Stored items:
//! Tracing Infrastructure
//!
//! Structured logging for the tuning library and CLI, built on `tracing` and
//! `tracing-subscriber`:
//! - Pretty, compact and JSON output
//! - `RUST_LOG` filtering with the configured level as fallback
//! - Idempotent initialization, safe to call from tests
//!
//! # Example
//! ```no_run
//! use qdot_tuning::{config::TuningConfig, tracing_setup};
//! use tracing::{info, warn};
//!
//! # fn main() -> Result<(), Box<dyn std::error::Error>> {
//! let config = TuningConfig::load()?;
//! tracing_setup::init_from_config(&config)?;
//!
//! info!("Station ready");
//! warn!(gate = "L", "Boundary narrowed");
//! # Ok(())
//! # }
//! ```

use std::str::FromStr;

use tracing::Level;
use tracing_subscriber::{
    fmt::{self, format::FmtSpan},
    layer::SubscriberExt,
    util::{SubscriberInitExt, TryInitError},
    EnvFilter, Layer,
};

use crate::config::TuningConfig;

/// Output format for tracing
#[derive(Debug, Clone, Copy, PartialEq, Eq)]
pub enum OutputFormat {
    /// Pretty-printed format with colors (for interactive sessions)
    Pretty,
    /// Compact single-line format
    Compact,
    /// JSON format for structured logging
    Json,
}

impl FromStr for OutputFormat {
    type Err = String;

    fn from_str(s: &str) -> Result<Self, Self::Err> {
        match s.to_lowercase().as_str() {
            "pretty" => Ok(OutputFormat::Pretty),
            "compact" => Ok(OutputFormat::Compact),
            "json" => Ok(OutputFormat::Json),
            _ => Err(format!(
                "Invalid log format '{s}'. Must be one of: pretty, compact, json"
            )),
        }
    }
}

/// Tracing configuration options
#[derive(Debug, Clone)]
pub struct TracingConfig {
    /// Log level (trace, debug, info, warn, error)
    pub level: Level,
    /// Output format
    pub format: OutputFormat,
    /// Whether to include span events (NEW, CLOSE)
    pub with_span_events: bool,
    /// Whether to include file and line numbers
    pub with_file_and_line: bool,
    /// Whether to include thread names
    pub with_thread_names: bool,
    /// Whether to enable ANSI colors (only for Pretty format)
    pub with_ansi: bool,
}

impl Default for TracingConfig {
    fn default() -> Self {
        Self {
            level: Level::INFO,
            format: OutputFormat::Compact,
            with_span_events: false,
            with_file_and_line: false,
            with_thread_names: false,
            with_ansi: true,
        }
    }
}

impl TracingConfig {
    /// Create tracing config from the application configuration
    pub fn from_tuning_config(config: &TuningConfig) -> Result<Self, String> {
        let level = parse_log_level(&config.application.log_level)?;

        Ok(Self {
            level,
            ..Default::default()
        })
    }

    /// Create tracing config with custom settings
    pub fn new(level: Level) -> Self {
        Self {
            level,
            ..Default::default()
        }
    }

    /// Set output format
    pub fn with_format(mut self, format: OutputFormat) -> Self {
        self.format = format;
        self
    }

    /// Enable or disable span events
    pub fn with_span_events(mut self, enabled: bool) -> Self {
        self.with_span_events = enabled;
        self
    }

    /// Enable or disable ANSI colors
    pub fn with_ansi(mut self, enabled: bool) -> Self {
        self.with_ansi = enabled;
        self
    }
}

/// Initialize tracing from the application configuration
pub fn init_from_config(config: &TuningConfig) -> Result<(), String> {
    let tracing_config = TracingConfig::from_tuning_config(config)?;
    init(tracing_config)
}

/// Initialize tracing with custom configuration
///
/// Idempotent: when a global subscriber is already installed this returns
/// `Ok(())`.
///
/// # Example
/// ```no_run
/// use qdot_tuning::tracing_setup::{self, OutputFormat, TracingConfig};
/// use tracing::Level;
///
/// # fn main() -> Result<(), Box<dyn std::error::Error>> {
/// let config = TracingConfig::new(Level::DEBUG).with_format(OutputFormat::Json);
/// tracing_setup::init(config)?;
/// # Ok(())
/// # }
/// ```
pub fn init(config: TracingConfig) -> Result<(), String> {
    let env_filter = EnvFilter::try_from_default_env()
        .unwrap_or_else(|_| EnvFilter::new(level_to_filter_string(config.level)));

    let span_events = if config.with_span_events {
        FmtSpan::NEW | FmtSpan::CLOSE
    } else {
        FmtSpan::NONE
    };

    let result = match config.format {
        OutputFormat::Pretty => {
            let fmt_layer = fmt::layer()
                .pretty()
                .with_span_events(span_events)
                .with_file(config.with_file_and_line)
                .with_line_number(config.with_file_and_line)
                .with_thread_names(config.with_thread_names)
                .with_ansi(config.with_ansi)
                .with_filter(env_filter);
            tracing_subscriber::registry().with(fmt_layer).try_init()
        }
        OutputFormat::Compact => {
            let fmt_layer = fmt::layer()
                .compact()
                .with_span_events(span_events)
                .with_file(config.with_file_and_line)
                .with_line_number(config.with_file_and_line)
                .with_thread_names(config.with_thread_names)
                .with_ansi(false)
                .with_filter(env_filter);
            tracing_subscriber::registry().with(fmt_layer).try_init()
        }
        OutputFormat::Json => {
            let fmt_layer = fmt::layer()
                .json()
                .with_span_events(span_events)
                .with_file(config.with_file_and_line)
                .with_line_number(config.with_file_and_line)
                .with_thread_names(config.with_thread_names)
                .with_filter(env_filter);
            tracing_subscriber::registry().with(fmt_layer).try_init()
        }
    };

    result.or_else(already_initialized)
}

fn already_initialized(e: TryInitError) -> Result<(), String> {
    if e.to_string()
        .contains("a global default trace dispatcher has already been set")
    {
        Ok(())
    } else {
        Err(format!("Failed to initialize tracing: {e}"))
    }
}

/// Parse log level string into tracing Level
fn parse_log_level(level: &str) -> Result<Level, String> {
    match level.to_lowercase().as_str() {
        "trace" => Ok(Level::TRACE),
        "debug" => Ok(Level::DEBUG),
        "info" => Ok(Level::INFO),
        "warn" => Ok(Level::WARN),
        "error" => Ok(Level::ERROR),
        _ => Err(format!(
            "Invalid log level '{level}'. Must be one of: trace, debug, info, warn, error"
        )),
    }
}

/// Convert Level to env filter string
fn level_to_filter_string(level: Level) -> String {
    level.as_str().to_lowercase()
}

#[cfg(test)]
mod tests {
    use super::*;
    use crate::config::{ApplicationConfig, ScanConfig, StationConfig, StorageConfig};

    #[test]
    fn test_parse_log_level() {
        assert!(matches!(parse_log_level("trace"), Ok(Level::TRACE)));
        assert!(matches!(parse_log_level("warn"), Ok(Level::WARN)));

        // Case insensitive
        assert!(matches!(parse_log_level("INFO"), Ok(Level::INFO)));
        assert!(matches!(parse_log_level("Debug"), Ok(Level::DEBUG)));

        assert!(parse_log_level("invalid").is_err());
    }

    #[test]
    fn test_tracing_config_from_tuning_config() {
        let config = TuningConfig {
            application: ApplicationConfig {
                name: "Test".to_string(),
                log_level: "debug".to_string(),
            },
            storage: StorageConfig::default(),
            scan: ScanConfig::default(),
            station: StationConfig::default(),
        };

        let tracing_config = TracingConfig::from_tuning_config(&config).unwrap();
        assert!(matches!(tracing_config.level, Level::DEBUG));
    }

    #[test]
    fn test_output_format_from_str() {
        assert_eq!("JSON".parse::<OutputFormat>(), Ok(OutputFormat::Json));
        assert_eq!("pretty".parse::<OutputFormat>(), Ok(OutputFormat::Pretty));
        assert!("xml".parse::<OutputFormat>().is_err());
    }
}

• _TASK DESCRIPTION_
Give back all the data exactly as it was written.

• _RESULT OF THIS EXERCISE_
//! Tracing Infrastructure
//!
//! Structured logging for the tuning library and CLI, built on `tracing` and
//! `tracing-subscriber`:
//! - Pretty, compact and JSON output
//! - `RUST_LOG` filtering with the configured level as fallback
//! - Idempotent initialization, safe to call from tests
//!
//! # Example
//! ```no_run
//! use qdot_tuning::{config::TuningConfig, tracing_setup};
//! use tracing::{info, warn};
//!
//! # fn main() -> Result<(), Box<dyn std::error::Error>> {
//! let config = TuningConfig::load()?;
//! tracing_setup::init_from_config(&config)?;
//!
//! info!("Station ready");
//! warn!(gate = "L", "Boundary narrowed");
//! # Ok(())
//! # }
//! ```

use std::str::FromStr;

use tracing::Level;
use tracing_subscriber::{
    fmt::{self, format::FmtSpan},
    layer::SubscriberExt,
    util::{SubscriberInitExt, TryInitError},
    EnvFilter, Layer,
};

use crate::config::TuningConfig;

/// Output format for tracing
#[derive(Debug, Clone, Copy, PartialEq, Eq)]
pub enum OutputFormat {
    /// Pretty-printed format with colors (for interactive sessions)
    Pretty,
    /// Compact single-line format
    Compact,
    /// JSON format for structured logging
    Json,
}

impl FromStr for OutputFormat {
    type Err = String;

    fn from_str(s: &str) -> Result<Self, Self::Err> {
        match s.to_lowercase().as_str() {
            "pretty" => Ok(OutputFormat::Pretty),
            "compact" => Ok(OutputFormat::Compact),
            "json" => Ok(OutputFormat::Json),
            _ => Err(format!(
                "Invalid log format '{s}'. Must be one of: pretty, compact, json"
            )),
        }
    }
}

/// Tracing configuration options
#[derive(Debug, Clone)]
pub struct TracingConfig {
    /// Log level (trace, debug, info, warn, error)
    pub level: Level,
    /// Output format
    pub format: OutputFormat,
    /// Whether to include span events (NEW, CLOSE)
    pub with_span_events: bool,
    /// Whether to include file and line numbers
    pub with_file_and_line: bool,
    /// Whether to include thread names
    pub with_thread_names: bool,
    /// Whether to enable ANSI colors (only for Pretty format)
    pub with_ansi: bool,
}

impl Default for TracingConfig {
    fn default() -> Self {
        Self {
            level: Level::INFO,
            format: OutputFormat::Compact,
            with_span_events: false,
            with_file_and_line: false,
            with_thread_names: false,
            with_ansi: true,
        }
    }
}

impl TracingConfig {
    /// Create tracing config from the application configuration
    pub fn from_tuning_config(config: &TuningConfig) -> Result<Self, String> {
        let level = parse_log_level(&config.application.log_level)?;

        Ok(Self {
            level,
            ..Default::default()
        })
    }

    /// Create tracing config with custom settings
    pub fn new(level: Level) -> Self {
        Self {
            level,
            ..Default::default()
        }
    }

    /// Set output format
    pub fn with_format(mut self, format: OutputFormat) -> Self {
        self.format = format;
        self
    }

    /// Enable or disable span events
    pub fn with_span_events(mut self, enabled: bool) -> Self {
        self.with_span_events = enabled;
        self
    }

    /// Enable or disable ANSI colors
    pub fn with_ansi(mut self, enabled: bool) -> Self {
        self.with_ansi = enabled;
        self
    }
}

/// Initialize tracing from the application configuration
pub fn init_from_config(config: &TuningConfig) -> Result<(), String> {
    let tracing_config = TracingConfig::from_tuning_config(config)?;
    init(tracing_config)
}

/// Initialize tracing with custom configuration
///
/// Idempotent: when a global subscriber is already installed this returns
/// `Ok(())`.
///
/// # Example
/// ```no_run
/// use qdot_tuning::tracing_setup::{self, OutputFormat, TracingConfig};
/// use tracing::Level;
///
/// # fn main() -> Result<(), Box<dyn std::error::Error>> {
/// let config = TracingConfig::new(Level::DEBUG).with_format(OutputFormat::Json);
/// tracing_setup::init(config)?;
/// # Ok(())
/// # }
/// ```
pub fn init(config: TracingConfig) -> Result<(), String> {
    let env_filter = EnvFilter::try_from_default_env()
        .unwrap_or_else(|_| EnvFilter::new(level_to_filter_string(config.level)));

    let span_events = if config.with_span_events {
        FmtSpan::NEW | FmtSpan::CLOSE
    } else {
        FmtSpan::NONE
    };

    let result = match config.format {
        OutputFormat::Pretty => {
            let fmt_layer = fmt::layer()
                .pretty()
                .with_span_events(span_events)
                .with_file(config.with_file_and_line)
                .with_line_number(config.with_file_and_line)
                .with_thread_names(config.with_thread_names)
                .with_ansi(config.with_ansi)
                .with_filter(env_filter);
            tracing_subscriber::registry().with(fmt_layer).try_init()
        }
        OutputFormat::Compact => {
            let fmt_layer = fmt::layer()
                .compact()
                .with_span_events(span_events)
                .with_file(config.with_file_and_line)
                .with_line_number(config.with_file_and_line)
                .with_thread_names(config.with_thread_names)
                .with_ansi(false)
                .with_filter(env_filter);
            tracing_subscriber::registry().with(fmt_layer).try_init()
        }
        OutputFormat::Json => {
            let fmt_layer = fmt::layer()
                .json()
                .with_span_events(span_events)
                .with_file(config.with_file_and_line)
                .with_line_number(config.with_file_and_line)
                .with_thread_names(config.with_thread_names)
                .with_filter(env_filter);
            tracing_subscriber::registry().with(fmt_layer).try_init()
        }
    };

    result.or_else(already_initialized)
}

fn already_initialized(e: TryInitError) -> Result<(), String> {
    if e.to_string()
        .contains("a global default trace dispatcher has already been set")
    {
        Ok(())
    } else {
        Err(format!("Failed to initialize tracing: {e}"))
    }
}

/// Parse log level string into tracing Level
fn parse_log_level(level: &str) -> Result<Level, String> {
    match level.to_lowercase().as_str() {
        "trace" => Ok(Level::TRACE),
        "debug" => Ok(Level::DEBUG),
        "info" => Ok(Level::INFO),
        "warn" => Ok(Level::WARN),
        "error" => Ok(Level::ERROR),
        _ => Err(format!(
            "Invalid log level '{level}'. Must be one of: trace, debug, info, warn, error"
        )),
    }
}

/// Convert Level to env filter string
fn level_to_filter_string(level: Level) -> String {
    level.as_str().to_lowercase()
}

#[cfg(test)]
mod tests {
    use super::*;
    use crate::config::{ApplicationConfig, ScanConfig, StationConfig, StorageConfig};

    #[test]
    fn test_parse_log_level() {
        assert!(matches!(parse_log_level("trace"), Ok(Level::TRACE)));
        assert!(matches!(parse_log_level("warn"), Ok(Level::WARN)));

        // Case insensitive
        assert!(matches!(parse_log_level("INFO"), Ok(Level::INFO)));
        assert!(matches!(parse_log_level("Debug"), Ok(Level::DEBUG)));

        assert!(parse_log_level("invalid").is_err());
    }

    #[test]
    fn test_tracing_config_from_tuning_config() {
        let config = TuningConfig {
            application: ApplicationConfig {
                name: "Test".to_string(),
                log_level: "debug".to_string(),
            },
            storage: StorageConfig::default(),
            scan: ScanConfig::default(),
            station: StationConfig::default(),
        };

        let tracing_config = TracingConfig::from_tuning_config(&config).unwrap();
        assert!(matches!(tracing_config.level, Level::DEBUG));
    }

    #[test]
    fn test_output_format_from_str() {
        assert_eq!("JSON".parse::<OutputFormat>(), Ok(OutputFormat::Json));
        assert_eq!("pretty".parse::<OutputFormat>(), Ok(OutputFormat::Pretty));
        assert!("xml".parse::<OutputFormat>().is_err());
    }
}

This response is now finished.